The Emmy Award-winning producer is also a mother, daughter, sister, activist and CEO.
But none of these accolades has come easily to Eagle Heart who, like many Native Americans, is familiar with adversity.
The 44-year-old Oglala Sioux woman from the Pine Ridge Reservation in South Dakota is on a mission to revolutionise the way Indigenous narratives are portrayed in the mainstream.
She is determined to help set the record straight on Native American history and, through storytelling, bring healing to her people.
“I think sometimes people look at the history and maybe they’re afraid to face it or ashamed,” Eagle Heart contemplates on a February morning via Zoom from her home in Los Angeles. “And we can’t live in the shame of our history anymore. We have to be able to address it and find a way forward because if we don’t, we’re going to keep continuing these patterns that are killing us.”

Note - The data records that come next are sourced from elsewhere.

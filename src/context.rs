//! # Worker Context
//!
//! [`WorkerContext`] is the one piece of state that outlives every request a
//! worker serves. It owns the [`ScopedCache`], the [`EnvStore`], the request
//! counter and the worker's statistics, and is passed explicitly to the
//! dispatch loop and through it to every handler invocation. There is no
//! process-global instance: tests construct as many independent contexts as
//! they need.

use crate::cache::{Clock, ScopedCache};
use crate::config::WorkerConfig;
use crate::environ::{EnvStore, WORKER_MARKER};
use crate::error::EnvError;
use crate::ids::WorkerId;
use std::sync::atomic::{AtomicBool, AtomicU64, Ordering};
use std::sync::Arc;
use tracing::{info, warn};

/// Counters for one worker's lifetime.
#[derive(Debug, Default)]
pub struct WorkerStats {
    requests_served: AtomicU64,
    handler_failures: AtomicU64,
    handler_panics: AtomicU64,
    suspensions: AtomicU64,
    cancellations: AtomicU64,
    early_finishes: AtomicU64,
    resources_released: AtomicU64,
    malformed_units: AtomicU64,
}

impl WorkerStats {
    pub fn record_served(&self) {
        self.requests_served.fetch_add(1, Ordering::Relaxed);
    }

    pub fn record_failure(&self) {
        self.handler_failures.fetch_add(1, Ordering::Relaxed);
    }

    /// A panic is also counted as a failure.
    pub fn record_panic(&self) {
        self.handler_panics.fetch_add(1, Ordering::Relaxed);
        self.record_failure();
    }

    pub fn record_suspension(&self) {
        self.suspensions.fetch_add(1, Ordering::Relaxed);
    }

    pub fn record_cancellation(&self) {
        self.cancellations.fetch_add(1, Ordering::Relaxed);
    }

    pub fn record_early_finish(&self) {
        self.early_finishes.fetch_add(1, Ordering::Relaxed);
    }

    pub fn record_released(&self, count: usize) {
        self.resources_released
            .fetch_add(count as u64, Ordering::Relaxed);
    }

    pub fn record_malformed(&self) {
        self.malformed_units.fetch_add(1, Ordering::Relaxed);
    }

    pub fn get_requests_served(&self) -> u64 {
        self.requests_served.load(Ordering::Relaxed)
    }

    pub fn get_handler_failures(&self) -> u64 {
        self.handler_failures.load(Ordering::Relaxed)
    }

    pub fn get_handler_panics(&self) -> u64 {
        self.handler_panics.load(Ordering::Relaxed)
    }

    pub fn get_suspensions(&self) -> u64 {
        self.suspensions.load(Ordering::Relaxed)
    }

    pub fn get_cancellations(&self) -> u64 {
        self.cancellations.load(Ordering::Relaxed)
    }

    pub fn get_early_finishes(&self) -> u64 {
        self.early_finishes.load(Ordering::Relaxed)
    }

    pub fn get_resources_released(&self) -> u64 {
        self.resources_released.load(Ordering::Relaxed)
    }

    pub fn get_malformed_units(&self) -> u64 {
        self.malformed_units.load(Ordering::Relaxed)
    }
}

/// State shared by every request one worker serves.
#[derive(Debug)]
pub struct WorkerContext {
    id: WorkerId,
    cache: ScopedCache,
    env: EnvStore,
    requests: AtomicU64,
    stats: WorkerStats,
    shutdown: AtomicBool,
}

impl WorkerContext {
    /// Context with an empty environment (plus the worker marker) and an unbounded cache.
    #[must_use]
    pub fn new() -> Self {
        Self::with_parts(ScopedCache::default(), EnvStore::new())
    }

    /// Context built from configuration: cache bound, inherited and injected variables.
    pub fn from_config(config: &WorkerConfig) -> Result<Self, EnvError> {
        let env = if config.inherit_process_env {
            EnvStore::from_process()
        } else {
            EnvStore::new()
        };
        env.extend(&config.env)?;
        let context = Self::with_parts(ScopedCache::new(config.cache.max_entries), env);
        info!(
            worker = %context.id,
            name = %config.name,
            env_vars = context.env.len(),
            cache_bound = config.cache.max_entries,
            "Worker context created"
        );
        Ok(context)
    }

    /// Context whose cache reads time from `clock`.
    #[must_use]
    pub fn with_clock(clock: Arc<dyn Clock>) -> Self {
        Self::with_parts(ScopedCache::with_clock(0, clock), EnvStore::new())
    }

    #[must_use]
    pub fn with_parts(cache: ScopedCache, env: EnvStore) -> Self {
        if let Err(e) = env.set(WORKER_MARKER, "1") {
            warn!(error = %e, "Could not set worker marker variable");
        }
        Self {
            id: WorkerId::next(),
            cache,
            env,
            requests: AtomicU64::new(0),
            stats: WorkerStats::default(),
            shutdown: AtomicBool::new(false),
        }
    }

    #[must_use]
    pub fn id(&self) -> WorkerId {
        self.id
    }

    pub fn cache(&self) -> &ScopedCache {
        &self.cache
    }

    pub fn env(&self) -> &EnvStore {
        &self.env
    }

    pub fn stats(&self) -> &WorkerStats {
        &self.stats
    }

    /// Requests admitted so far (monotonic).
    #[must_use]
    pub fn request_count(&self) -> u64 {
        self.requests.load(Ordering::SeqCst)
    }

    /// Bump the request counter; returns the new sequence number (1-based).
    pub(crate) fn next_request(&self) -> u64 {
        self.requests.fetch_add(1, Ordering::SeqCst) + 1
    }

    /// Ask the dispatch loop to stop before admitting its next unit.
    pub fn request_shutdown(&self) {
        if !self.shutdown.swap(true, Ordering::SeqCst) {
            info!(worker = %self.id, "Worker shutdown requested");
        }
    }

    #[must_use]
    pub fn is_shutting_down(&self) -> bool {
        self.shutdown.load(Ordering::SeqCst)
    }

    /// Whether the shared stores can still be trusted.
    #[must_use]
    pub fn is_healthy(&self) -> bool {
        !self.cache.is_tainted() && !self.env.is_tainted()
    }
}

impl Default for WorkerContext {
    fn default() -> Self {
        Self::new()
    }
}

She is referring to the brutality of colonisation that nearly wiped out the Native American population over the last few centuries.
Stolen lands, the attempted genocide by the United States and the resolve of her people to stay alive through ongoing oppression have been stifled by mainstream history, and contribute to racism, poverty and adverse statistics for Native Americans, she says.
Today, American Indian and Alaska Native households are more likely to face homelessness, while Indigenous women are murdered at a rate that is 10 times higher than other ethnicities.
“We’re having to recover from those harms, but not only are we having to recover from those harms, the non-Native people have been lied to too. So, I think it’s important to be able to just acknowledge the truth and stand in the truth – confront it and also heal from it,” says Eagle Heart.
“And the storytelling that I do today, there is an actionable component to it,” she says, adding that a lot of times people are expected to know what action to take. “But I don’t think they know. And so, you have to spell it out.”
An Indigenous woman’s perspective
Eagle Heart has lived on and off in Los Angeles for several years pursuing a career in the film industry.
She has worked with big-name stars like Anne Hathaway and John Legend and fondly recalls meeting Oprah Winfrey at a red-carpet event.
In 2019, she won an Emmy Award for her role as a consultant producer on Crow: The Legend, an animated short film exploring self-discovery, inspired by Native American lore.
Right now, she is working with award-winning actor and environmental rights activist Mark Ruffalo to bring the story of the fight to reclaim the Black Hills in South Dakota to the big screen in a documentary titled Lakota Nation vs. the United States.
For the Lakota people, which includes the Oglala Sioux Tribe, the Black Hills has long been considered sacred land.
“It was never ceded to the United States government. It [the documentary] is about the [land’s meaning] and the fight for it and the fight to continue to have a say over this land that our people have considered sacred since the beginning of time. It’s where our creation stories are from,” Eagle Heart explains.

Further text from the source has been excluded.